Create content for your blog that lets your readers see your actions align with your values.

Lastly, align your social media profiles. If one profile says you're one thing and another profile says something different, you'll find it difficult to build trust with your readers.

2. Define Your Target Audience

Content written for everybody connects with nobody.

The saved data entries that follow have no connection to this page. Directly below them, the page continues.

use crate::errors::{DomainError, DomainResult, ValidationError};

/// A trait that entities should implement for validation.
pub trait Validate {
    /// Validates the entity and returns an error if validation fails.
    fn validate(&self) -> DomainResult<()>;
}

/// Struct for configuring validations in a fluent style
#[derive(Default)]
pub struct ValidationBuilder<T> {
    field_name: String,
    value: Option<T>,
    errors: Vec<ValidationError>,
}

/// Generic validation implementations
impl<T> ValidationBuilder<T> {
    pub fn new(field_name: &str, value: Option<T>) -> Self {
        Self {
            field_name: field_name.to_string(),
            value,
            errors: Vec::new(),
        }
    }

    pub fn validate_with<F>(mut self, validator: F) -> Self
    where F: FnOnce(&T) -> Result<(), ValidationError> {
        if let Some(value) = &self.value {
            if let Err(err) = validator(value) {
                self.errors.push(err);
            }
        }
        self
    }

    /// Complete validation and return result
    pub fn validate(self) -> DomainResult<()> {
        match self.errors.into_iter().next() {
            None => Ok(()),
            // Return the first error for simplicity
            Some(err) => Err(DomainError::Validation(err)),
        }
    }
}

/// String-specific validations
impl ValidationBuilder<String> {
    /// Fails when the value is absent or blank.
    pub fn required(mut self) -> Self {
        let blank = self.value.as_deref().map_or(true, |v| v.trim().is_empty());
        if blank {
            self.errors.push(ValidationError::required(&self.field_name));
        }
        self
    }

    /// Length is counted in characters, not bytes.
    pub fn max_length(mut self, max: usize) -> Self {
        if let Some(value) = &self.value {
            if value.chars().count() > max {
                self.errors.push(ValidationError::max_length(&self.field_name, max));
            }
        }
        self
    }
}

/// Numeric range check for any ordered value
impl<T: PartialOrd + std::fmt::Display + Copy> ValidationBuilder<T> {
    pub fn range(mut self, min: T, max: T) -> Self {
        if let Some(value) = self.value {
            if value < min || value > max {
                self.errors.push(ValidationError::range(&self.field_name, min, max));
            }
        }
        self
    }
}

#[cfg(test)]
mod tests {
    use super::*;

    #[test]
    fn test_required_rejects_blank() {
        let result = ValidationBuilder::new("label", Some("   ".to_string()))
            .required()
            .validate();
        assert!(matches!(
            result,
            Err(DomainError::Validation(ValidationError::Required { .. }))
        ));

        let result = ValidationBuilder::<String>::new("label", None).required().validate();
        assert!(result.is_err());

        assert!(ValidationBuilder::new("label", Some("Anonymous".to_string()))
            .required()
            .validate()
            .is_ok());
    }

    #[test]
    fn test_max_length_counts_chars() {
        // Four characters, eight bytes
        let value = "éééé".to_string();
        assert!(ValidationBuilder::new("text", Some(value.clone()))
            .max_length(4)
            .validate()
            .is_ok());
        assert!(ValidationBuilder::new("text", Some(value))
            .max_length(3)
            .validate()
            .is_err());
    }

    #[test]
    fn test_range_and_custom_validator() {
        assert!(ValidationBuilder::new("offset", Some(3600)).range(-64800, 64800).validate().is_ok());
        assert!(ValidationBuilder::new("offset", Some(90000)).range(-64800, 64800).validate().is_err());

        let result = ValidationBuilder::new("category", Some("All".to_string()))
            .validate_with(|v| {
                if v.contains(',') {
                    Err(ValidationError::format("category", "commas are not allowed"))
                } else {
                    Ok(())
                }
            })
            .validate();
        assert!(result.is_ok());
    }
}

If you want your brand to grow, you'll need to focus on specific people with specific problems that you understand and can solve.

People who don't know you will find you through search. In the beginning, this will be just about everyone.

People with problems they don't know how to solve typically search for symptoms, not solutions.

People with broken arms search for "arm pain" until they know it's a broken arm. People with arm pain take Advil. People with a broken arm take a trip to the hospital.

Here are three questions that will help you resonate in the hearts of your readers:

  • What problems do they have right now?
  • How do those problems make them feel?
  • How do they want to feel instead?

Write about what people know.

Show you understand how they feel, and they'll care.

3. Define Your Offers

An offer is anything that gives your reader an opportunity to show you they want more. It can be a related post they can read, a newsletter they can subscribe to, a free download, or a product or service they can purchase.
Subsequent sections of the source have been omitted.